Calculation of Singlet Oxygen Dose Using Explicit and Implicit Dose Metrics During Benzoporphyrin Derivative Monoacid Ring A (BPD-MA)-PDT In Vitro and Correlation with MLL Cell Survival

ABSTRACT Photodynamic therapy (PDT) oxygen consumption, clonogenic cell survival, fluorescence photobleaching and photoproduct formation were investigated during benzoporphyrin derivative monoacid (BPD‐MA)‐PDT of MAT‐LyLu cells in vitro. Cells were incubated with BPD‐MA concentrations of 0.1, 0.5 or 2.5 μg mL−1 for 2 h and then treated with 405 nm light under oxygenated and hypoxic conditions. Fluorescence spectra were acquired during treatment, and photobleaching and photoproduct generation were quantified using singular value decomposition of the spectra.
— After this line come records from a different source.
#![doc = include_str!("../README.md")]

use axum::routing::get;
use axum::{Json, Router};
use tower_http::trace::TraceLayer;
use utoipa::OpenApi;

use self::openapi::Security;

mod error;

#[doc(inline)]
pub use error::{Error, Result};

mod config;

#[doc(inline)]
pub use config::Config;

mod state;

#[doc(inline)]
pub use state::State;

#[cfg(test)]
mod tests;

pub mod openapi;
pub mod middleware;
pub mod database;
pub mod tenants;
pub mod auth;
pub mod ip_info;
pub mod serde;
pub mod time;
pub mod make_id;
pub mod responses;

pub mod settings;
pub mod players;
pub mod punishments;
pub mod linking;
pub mod sync;
pub mod appeals;
pub mod audit;
pub mod staff;

/// The API's OpenAPI document.
#[derive(Debug, Clone, Copy, OpenApi)]
#[openapi(
  info(
    title = "Warden API",
    description = "The moderation core of the Warden panel.",
    license(
      name = "Licensed under the GPLv3",
      url = "https://www.gnu.org/licenses/gpl-3.0",
    ),
  ),
  modifiers(&Security),
  paths(
    sync::handlers::login::login,
    sync::handlers::disconnect::disconnect,
    sync::handlers::sync::sync,
    sync::handlers::acknowledge::acknowledge,
    sync::handlers::notifications::acknowledge,

    punishments::handlers::create::manual,
    punishments::handlers::create::dynamic,
    punishments::handlers::pardon::by_id,
    punishments::handlers::pardon::by_name,

    players::handlers::minecraft::get,
    players::handlers::minecraft::get_by_name,
    players::handlers::minecraft::linked_accounts,
    players::handlers::minecraft::create_note,
    players::handlers::panel::get_many,
    players::handlers::panel::get_single,
    players::handlers::panel::create_punishment,
    players::handlers::panel::create_note,
    players::handlers::panel::add_modification,
    players::handlers::panel::add_evidence,

    appeals::handlers::root::post,
    appeals::handlers::root::get,
    appeals::handlers::by_id::get,
    appeals::handlers::by_id::post_reply,
    appeals::handlers::by_id::patch_status,
    appeals::handlers::ticket::create,

    audit::handlers::rollback_single,
    audit::handlers::bulk_rollback,
    audit::handlers::staff_rollback,
    audit::handlers::logs,
    audit::handlers::stats,
    audit::handlers::recent_activity,

    settings::handlers::punishment_types,
    staff::handlers::permissions,
  ),
  components(schemas(
    sync::WirePunishment,
    sync::LoginRequest,
    sync::LoginResponse,
    sync::DisconnectRequest,
    sync::OnlinePlayer,
    sync::SyncRequest,
    sync::SyncResponse,
    sync::SyncPlayer,
    sync::StartedPunishment,
    sync::ModifiedPunishment,
    sync::PlayerNotifications,
    sync::SyncStats,
    sync::ServerStatus,
    sync::AcknowledgeRequest,
    sync::AcknowledgeResponse,
    sync::NotificationAcknowledgeRequest,
    sync::StatusResponse,

    punishments::Punishment,
    punishments::PunishmentData,
    punishments::PunishmentId,
    punishments::Modification,
    punishments::ModificationType,
    punishments::Evidence,
    punishments::status::PlayerStatus,
    punishments::handlers::create::NewManualPunishment,
    punishments::handlers::create::NewDynamicPunishment,
    punishments::handlers::create::CreatedPunishment,
    punishments::handlers::pardon::PardonRequest,
    punishments::handlers::pardon::PardonByNameRequest,
    punishments::handlers::pardon::PardonedPunishment,

    players::Player,
    players::PlayerData,
    players::IpEntry,
    players::IpInfo,
    players::Note,
    players::Notification,
    players::NotificationEntry,
    players::UsernameRecord,
    players::handlers::minecraft::PlayerProfile,
    players::handlers::minecraft::LinkedAccount,
    players::handlers::minecraft::NewNote,
    players::handlers::panel::PlayerSummary,
    players::handlers::panel::PanelPlayerProfile,
    players::handlers::panel::PanelNewPunishment,
    players::handlers::panel::PanelNewNote,
    players::handlers::panel::NewModification,
    players::handlers::panel::NewEvidence,

    settings::PunishmentTypeConfig,
    settings::Category,
    settings::Severity,
    settings::OffenseLevel,
    settings::DurationEntry,
    settings::DurationUnit,
    settings::OffenseDurations,
    settings::SeverityDurations,
    settings::SeverityPoints,
    settings::StatusThresholds,
    settings::Thresholds,
    settings::PunishmentKind,

    appeals::Ticket,
    appeals::TicketId,
    appeals::TicketReply,
    appeals::TicketData,
    appeals::TicketStatus,
    appeals::TicketType,
    appeals::handlers::root::NewAppeal,
    appeals::handlers::root::CreatedAppeal,
    appeals::handlers::by_id::NewReply,
    appeals::handlers::by_id::StatusUpdate,
    appeals::handlers::ticket::NewTicket,
    appeals::handlers::ticket::CreatedTicket,

    audit::LogEntry,
    audit::LogLevel,
    audit::handlers::RollbackRequest,
    audit::handlers::RollbackResponse,
    audit::handlers::BulkRollbackRequest,
    audit::handlers::StaffRollbackRequest,
    audit::handlers::TenantStats,
    audit::handlers::ActivityEntry,

    staff::Staff,
    staff::StaffPermissions,
    staff::TicketSubscription,
    auth::Role,

    time::Millis,
  )),
)]
pub struct ApiDoc;

/// Builds the API's router.
///
/// Two surfaces: `/api/minecraft` for game servers (API key per tenant) and `/api/panel` for
/// staff and players (host + session cookie). The OpenAPI document is served at
/// `/docs/openapi.json`.
pub fn server(state: State) -> Router {
	let minecraft = Router::new()
		.merge(sync::minecraft_router(state.clone()))
		.merge(punishments::minecraft_router(state.clone()))
		.merge(players::minecraft_router(state.clone()))
		.merge(appeals::minecraft_router(state.clone()))
		.merge(settings::minecraft_router(state.clone()))
		.merge(staff::minecraft_router(state.clone()));

	let panel = Router::new()
		.merge(players::panel_router(state.clone()))
		.merge(appeals::panel_router(state.clone()))
		.merge(audit::panel_router(state.clone()))
		.layer(middleware::cors::panel(&state.config));

	let docs = Router::new()
		.route("/docs/openapi.json", get(openapi_json))
		.route_layer(middleware::cors::permissive());

	Router::new()
		.nest("/api/minecraft", minecraft)
		.nest("/api/panel", panel)
		.merge(docs)
		.layer(TraceLayer::new_for_http())
}

/// Serves the OpenAPI document.
async fn openapi_json() -> Json<utoipa::openapi::OpenApi> {
	Json(ApiDoc::openapi())
}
Cell survival was measured at set times during the treatment using a colony‐forming assay. The amount of oxygen consumed by PDT per photon absorbed decreased with BPD‐MA intracellular concentration. Survival was correlated with the total amount of oxygen consumed by PDT per unit volume, which is assumed to be equivalent to the amount of singlet oxygen that reacted. A photobleaching‐based singlet oxygen dose metric was also found to predict survival independent of intracellular BPD‐MA concentration. The BPD‐MA photoproduct was bleached during the treatment. Two singlet oxygen dose metrics based on photoproduct kinetics could not be correlated with cell survival over the full range of intracellular BPD‐MA concentrations used. Oxygen consumption, cell survival, fluorescence photobleaching and photoproduct formation were investigated during benzoporphyrin derivative monoacid (BPD‐MA)‐photodynamic therapy (PDT) of MAT‐LyLu cells in vitro. Survival was correlated with the total amount of oxygen consumed by PDT. A photobleaching‐based singlet oxygen dose metric was found to predict survival independent of intracellular BPD‐MA concentration or treatment fluence rate. Two singlet oxygen dose metrics based on photoproduct kinetics could not be correlated with cell survival over the full range of intracellular BPD‐MA concentrations used.